In one of my former lives as QA manager, one of the problems that continually grated on my nerves was the mysterious nature of our nightly regression test failures. Our test suite was incredibly fragile, such that in analyzing failures during our convergence period to determine whether they were truly indicative of a potential customer problem or just whiny tests, I was constantly faced with making decisions based on vague error information emitted from black box tests of unknown origin. A lot of manual analysis was required for every release.

In my quest for a better way, I read Xunit Test Patterns, by Gerard Meszaros and holy cow, was I a convert. While the practices of unit testing and test driven development were conceived to improve code development, I liked some of the ideas so much that I wanted to see if they could be applied at the system testing level: 

The book is huge and not simple to summarize (and available for free online in an early form), but in the end, my epiphany came down to one simple idea:

The purpose of testing is to give you feedback about your product. The more effectively a test can do that, the better it performs its job.

What do I mean by an effective test? The test is constructed such that it gives focused and meaningful feedback to the developer about the undesirable behavior it has detected. A few traits that make a test more effective are:

  • Is expressively written and named
  • Behaves expressively at runtime
  • Tests only one thing at a time, ideally even one part of the code
  • Is self-checking

For comparison, typical test names, which give me the shivers, are a.stp, a1.stp, a2.stp, bigfile.stp, bigfile2.stp, reallybigfile3.stp. And they fail with errors like "error code 3", "error code 127", … How about some English for crying out loud? How about not making me memorize bizarre sequences of alphanumerics to know why our product is failing?

There are other ideas I've forgotten, but I think you get the idea…Tests should ideally all be expressive and single minded, so you reduce debug time and can understand your coverage and behavior at a glance. Tests that aren’t written in such a way are much less valuable and should be avoided as much as possible. This seems so logical to me that I think it holds true for both unit and system level tests.

What have we found to be the reality?
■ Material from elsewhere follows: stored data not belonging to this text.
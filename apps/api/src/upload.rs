//! Multipart form handling shared by the analyze and interview-start
//! endpoints: both accept a resume and a job description as either an
//! uploaded document or plain text.

use axum::extract::Multipart;
use bytes::Bytes;
use tracing::warn;

use crate::errors::AppError;
use crate::extract::{extract_text, truncate_chars};

/// An uploaded document, kept as raw bytes until its extension routes it to
/// an extractor.
pub struct UploadedDoc {
    pub filename: String,
    pub bytes: Bytes,
}

impl UploadedDoc {
    fn extension(&self) -> &str {
        self.filename.rsplit('.').next().unwrap_or_default()
    }
}

/// All fields the document-accepting endpoints understand. Unknown fields
/// are ignored.
#[derive(Default)]
pub struct DocumentForm {
    pub resume_file: Option<UploadedDoc>,
    pub resume_text: Option<String>,
    pub job_description_file: Option<UploadedDoc>,
    pub job_description_text: Option<String>,
    pub rewrite_all_bullets: bool,
    pub custom_instructions: String,
    pub session_id: Option<String>,
}

impl DocumentForm {
    pub async fn from_multipart(mut multipart: Multipart) -> Result<Self, AppError> {
        let mut form = DocumentForm::default();

        while let Some(field) = multipart
            .next_field()
            .await
            .map_err(|e| AppError::Validation(format!("Invalid multipart form: {e}")))?
        {
            let Some(name) = field.name().map(str::to_string) else {
                continue;
            };

            match name.as_str() {
                "resume_file" | "job_description_file" => {
                    let filename = field.file_name().unwrap_or_default().to_string();
                    let bytes = field
                        .bytes()
                        .await
                        .map_err(|e| AppError::Validation(format!("Failed to read upload: {e}")))?;
                    let doc = UploadedDoc { filename, bytes };
                    if name == "resume_file" {
                        form.resume_file = Some(doc);
                    } else {
                        form.job_description_file = Some(doc);
                    }
                }
                "resume_text" => form.resume_text = Some(read_text(field).await?),
                "job_description_text" => {
                    form.job_description_text = Some(read_text(field).await?)
                }
                "rewrite_all_bullets" => {
                    let raw = read_text(field).await?;
                    form.rewrite_all_bullets = matches!(raw.trim(), "true" | "1" | "on");
                }
                "custom_instructions" => form.custom_instructions = read_text(field).await?,
                "session_id" => form.session_id = Some(read_text(field).await?),
                _ => {}
            }
        }

        Ok(form)
    }

    /// Resolves the resume input to clean text, bounded by `max_chars`.
    pub fn resolve_resume(&self, max_chars: usize) -> Result<String, AppError> {
        resolve_document(
            self.resume_file.as_ref(),
            self.resume_text.as_deref(),
            "resume",
            max_chars,
        )
    }

    /// Resolves the job description input to clean text, bounded by `max_chars`.
    pub fn resolve_job_description(&self, max_chars: usize) -> Result<String, AppError> {
        resolve_document(
            self.job_description_file.as_ref(),
            self.job_description_text.as_deref(),
            "job description",
            max_chars,
        )
    }
}

async fn read_text(field: axum::extract::multipart::Field<'_>) -> Result<String, AppError> {
    field
        .text()
        .await
        .map_err(|e| AppError::Validation(format!("Invalid form field: {e}")))
}

/// File input wins over text input when both are present, matching the
/// upload-first UI flow. Fails when neither is provided or the resolved
/// text is empty.
fn resolve_document(
    file: Option<&UploadedDoc>,
    text: Option<&str>,
    label: &str,
    max_chars: usize,
) -> Result<String, AppError> {
    let resolved = match (file, text) {
        (Some(doc), _) => extract_text(&doc.bytes, doc.extension())?,
        (None, Some(text)) => text.to_string(),
        (None, None) => {
            return Err(AppError::Validation(format!(
                "Please provide either a {label} file or {label} text"
            )));
        }
    };

    let trimmed = resolved.trim();
    if trimmed.is_empty() {
        return Err(AppError::Validation(format!(
            "The {label} text is empty after parsing"
        )));
    }

    if trimmed.chars().count() > max_chars {
        warn!(
            "{label} text too large ({} chars), trimming to {max_chars}",
            trimmed.chars().count()
        );
    }
    Ok(truncate_chars(trimmed, max_chars).to_string())
}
Sadly, in applying these ideas, we’ve found that such an approach is totally insufficient for building a comprehensive test plan.

For example, let’s say in the 3D InterOp product line that you want to enhance a reverse engineered reader to extract a particular type of surface for the first time.

According to my interpretation of test driven or requirements driven development, one would spend time thoroughly analyzing the input file format – how this type of surface is stored. One would also spend time with the source CAD system in order to generate a variety of instances of this particular surface type, so as to exercise the format and the reader. This sounds pretty thorough.

Next step, just to make sure we’re safe, which of course we are because we wrote awesome CAD translation tests, we gather every customer file we can find, old, new, large, small to "industrialize." I will refer to this as our "monolithic, mysterious test suite."

Then what happens? Sigh. We discover that we’ve only … just … begun. Sadly, our designed tests gave us almost no indication of how the code would behave in a realistic customer situation.

Bummer, I like tests with good names.

So what do we do now? Do we need to goback to our old, fragile ways? Not exactly. We’ve had two big changes:

  1. We still do design tests. But we do not rely on them for product validation. They are used mainly by developers to validate that the code does what they expected.
  2. We now write tools that automatically analyze our run of the mill industrial test suites so that we can understand their composition and begin to classify tests more specifically. This has been an incredibly positive step towards better understanding our coverage, requirements, and prioritizing development.

I don’t even use the phrase "monolithic, mysterious test suite" around these test suites that much anymore. I grudgingly admit that they’re valuable, not because they’re expressive (they’re still not) but because they contain cases that we didn’t think of, lots and lots and lots of them – many more than we could ever write ourselves.